BW: It’s an interest and hobby that I go in and out of doing. I discovered who Peter Hujar was because I started to take photos. I started to become interested in film photography. So [the film] just happened to cross over with an interest of mine that already existed. When I got to New York to make it, Ira sent me to a dark room to learn how to work in a darkroom, because I’d never done that. And Peter talks at some length about the darkroom and the whole process of producing a photo. So I’ve always loved images, image making, paintings and photographs. I nearly went down that route. And some part of me is still very curious about that and wants to explore it more. I think it’s a good thing for an actor because acting is so ephemeral and so ungraspable, but there’s something so wonderful about being able to make an image and capture something. You are a painter yourself, so you have the same thing. Do you find that?  

FB: Yeah, I really do. A lot of the art is trying to get a very specific feeling in front of you. Almost like writing a poem and trying to convey something textural and deep. What’s that quote that’s like, ‘Those that are sensitive… their job is to feel the world and report back to everyone how it really is.’ I remember thinking about it the other day, because I was speaking to my therapist about anxiety. And she was like, ‘You know, it comes from you caring. You are affected by the world, which is why you want to affect it.’ This is maybe too much of a share for a magazine, but sometimes, especially when I was younger, I would write diary entries to be read. They were written in a way that if someone were to find them, they’d be like, ‘Oh fucking hell, this is good. And then what happened?’ 

BW: That’s really funny.

FB: I think there’s something [with art], where it’s like, ‘I need this to exit me so it is observed by someone else.’ I know you said earlier that you didn’t really know what the project was going to be, so you didn’t have to think about that. But, paying an homage to quite a figure in history, at a very specific time in history, was making that piece of art about it being seen and received? 

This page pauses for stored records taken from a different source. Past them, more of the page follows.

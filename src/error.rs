//! Error taxonomy for the lifecycle controller
//!
//! Registry and rollback errors abort the current operation and propagate
//! verbatim. Detection-layer data problems never surface here; they degrade
//! to safe defaults inside the detector and metrics store.

use std::path::PathBuf;
use std::time::Duration;

/// Result type for lifecycle operations
pub type LifecycleResult<T> = Result<T, LifecycleError>;

/// Errors that can occur while detecting, approving, registering or rolling back
#[derive(Debug, thiserror::Error)]
pub enum LifecycleError {
    /// Unknown version number (or no candidate version for the request)
    #[error("Version not found: {0}")]
    NotFound(String),

    /// Ledger references missing storage, or an operation would break an invariant
    #[error("Integrity error: {0}")]
    Integrity(String),

    /// Invalid threshold or configuration values
    #[error("Configuration error: {0}")]
    Configuration(String),

    /// Filesystem failure during copy/remove/write, retryable at the caller's discretion
    #[error("I/O error at {path}: {source}")]
    TransientIo {
        path: PathBuf,
        #[source]
        source: std::io::Error,
    },

    /// The generated artifact failed its own checks
    #[error("Validation failed: {0}")]
    ValidationFailure(String),

    /// An external step did not finish in time
    #[error("{step} timed out after {}s", .limit.as_secs())]
    Timeout { step: String, limit: Duration },

    /// Another process holds the single-writer lock for this codebase
    #[error("Codebase '{0}' is locked by another process")]
    LockContended(String),

    #[error("Failed to serialize document: {0}")]
    Serialization(#[from] serde_json::Error),
}

impl LifecycleError {
    /// Wrap an I/O error with the path it happened on
    pub fn io(path: impl Into<PathBuf>, source: std::io::Error) -> Self {
        LifecycleError::TransientIo {
            path: path.into(),
            source,
        }
    }

    /// Whether retrying the operation later may succeed
    pub fn is_retryable(&self) -> bool {
        matches!(
            self,
            LifecycleError::TransientIo { .. }
                | LifecycleError::Timeout { .. }
                | LifecycleError::LockContended(_)
        )
    }
}

/// Attach a path to `std::io::Result` values
pub(crate) trait IoContext<T> {
    fn at_path(self, path: &std::path::Path) -> LifecycleResult<T>;
}

impl<T> IoContext<T> for std::io::Result<T> {
    fn at_path(self, path: &std::path::Path) -> LifecycleResult<T> {
        self.map_err(|e| LifecycleError::io(path, e))
    }
}
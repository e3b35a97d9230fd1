//! Per-codebase persistent state
//!
//! Handles the on-disk side of the lifecycle controller:
//! - Directory layout per target codebase
//! - Single-writer advisory locking
//! - Atomic document writes and wholesale tree replacement
//! - The single-slot metrics store

pub mod fsops;
mod layout;
mod lock;
mod metrics_store;

pub use layout::StorageLayout;
pub use lock::CodebaseLock;
pub use metrics_store::MetricsStore;
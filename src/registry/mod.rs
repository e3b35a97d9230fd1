//! Versioned artifact ledger and rollback
//!
//! The registry owns the ledger document and version storage for one codebase;
//! rollback moves its active pointer and re-materializes stored versions.

mod rollback;
mod version_registry;
pub mod workspace;

pub use rollback::{RollbackController, RollbackHistoryEntry};
pub use version_registry::VersionRegistry;
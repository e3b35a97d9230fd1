//! Live workspace materialization

use crate::error::{LifecycleError, LifecycleResult};
use crate::models::VersionMetadata;
use crate::state::fsops::{self, StagedDir};
use crate::state::StorageLayout;
use std::path::PathBuf;

/// Replace the live workspace with a stored version
///
/// The artifact directory is swapped wholesale. The live `bin/` directory is
/// rebuilt to hold only this version's executable (or removed when the version
/// has none). Returns the live executable path.
pub fn materialize(
    metadata: &VersionMetadata,
    layout: &StorageLayout,
) -> LifecycleResult<Option<PathBuf>> {
    if !metadata.source_path.is_dir() {
        return Err(LifecycleError::Integrity(format!(
            "stored source for version {} is missing: {}",
            metadata.version,
            metadata.source_path.display()
        )));
    }

    fsops::replace_dir(&metadata.source_path, layout.workspace_dir())?;

    let bin_dir = layout.workspace_bin_dir();
    let live_binary = match &metadata.binary_path {
        Some(stored) => {
            let file_name = stored.file_name().ok_or_else(|| {
                LifecycleError::Integrity(format!(
                    "stored binary path has no file name: {}",
                    stored.display()
                ))
            })?;
            let staged = StagedDir::beside(&bin_dir)?;
            fsops::copy_executable(stored, &staged.path().join(file_name))?;
            staged.commit(&bin_dir)?;
            Some(bin_dir.join(file_name))
        }
        None => {
            fsops::remove_dir_if_exists(&bin_dir)?;
            None
        }
    };

    tracing::info!(
        codebase = layout.codebase(),
        version = metadata.version,
        workspace = %layout.workspace_dir().display(),
        "materialized version into workspace"
    );
    Ok(live_binary)
}

#[cfg(test)]
mod tests {
    use super::*;
    use crate::models::GenerationProvenance;
    use crate::registry::VersionRegistry;
    use std::fs;
    use tempfile::TempDir;

    #[test]
    fn test_materialize_copies_source_and_binary() {
        let temp = TempDir::new().unwrap();
        let layout = StorageLayout::new(temp.path().join("state"), "docs").unwrap();
        let mut registry = VersionRegistry::open(layout.clone()).unwrap();

        let work = temp.path().join("work");
        fs::create_dir_all(&work).unwrap();
        fs::write(work.join("README.md"), "generated").unwrap();
        let binary = temp.path().join("docgen");
        fs::write(&binary, "bin").unwrap();

        let v1 = registry
            .register_version(&work, Some(&binary), GenerationProvenance::default(), true, None)
            .unwrap();

        let live = materialize(&v1, &layout).unwrap().unwrap();

        assert_eq!(live, layout.workspace_bin_dir().join("docgen"));
        assert!(live.exists());
        assert_eq!(
            fsops::tree_digest(layout.workspace_dir()).unwrap(),
            v1.source_digest.unwrap()
        );
    }

    #[test]
    fn test_materialize_without_binary_clears_live_bin() {
        let temp = TempDir::new().unwrap();
        let layout = StorageLayout::new(temp.path().join("state"), "docs").unwrap();
        let mut registry = VersionRegistry::open(layout.clone()).unwrap();

        let work = temp.path().join("work");
        fs::create_dir_all(&work).unwrap();
        fs::write(work.join("README.md"), "generated").unwrap();

        fs::create_dir_all(layout.workspace_bin_dir()).unwrap();
        fs::write(layout.workspace_bin_dir().join("old-tool"), "stale").unwrap();

        let v1 = registry
            .register_version(&work, None, GenerationProvenance::default(), true, None)
            .unwrap();

        assert!(materialize(&v1, &layout).unwrap().is_none());
        assert!(!layout.workspace_bin_dir().exists());
    }
}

BW: Well, I think it’s a strange balancing act of both things because obviously you don’t just do it for yourself – that would be some weird solipsistic thing that just looped in on itself and went nowhere. It is ultimately about wanting to communicate something with people and share something. But, in the making of it, I think you do have to sort of forget that. If I’m working in a way that feels truly exciting to me, I’m just living it for real. I’ve always felt like acting, for me, grew out of playing as a child and just being completely immersed in other worlds. And, for some reason, I decided never to stop doing that. So I think I’m always trying to get back to that feeling that I had of being completely lost in something. Of course, it’s not only that. You have craft, and you are making a living and all the mundane things. But there’s some little kernel of wanting to really live something.

Man About Town

Blazer and tie LOUIS VUITTON, shirt ISSEY MIYAKE, trousers BURBERRY, shoes SIMONE ROCHA

FB: I used to – for longer than I will say publicly – dress up in robes. As soon as I got home from school, that would be my Roman toga and I would have my staff. 

BW: Amazing.

FB: That’s where I learned my Shakespeare voice. In my living room.  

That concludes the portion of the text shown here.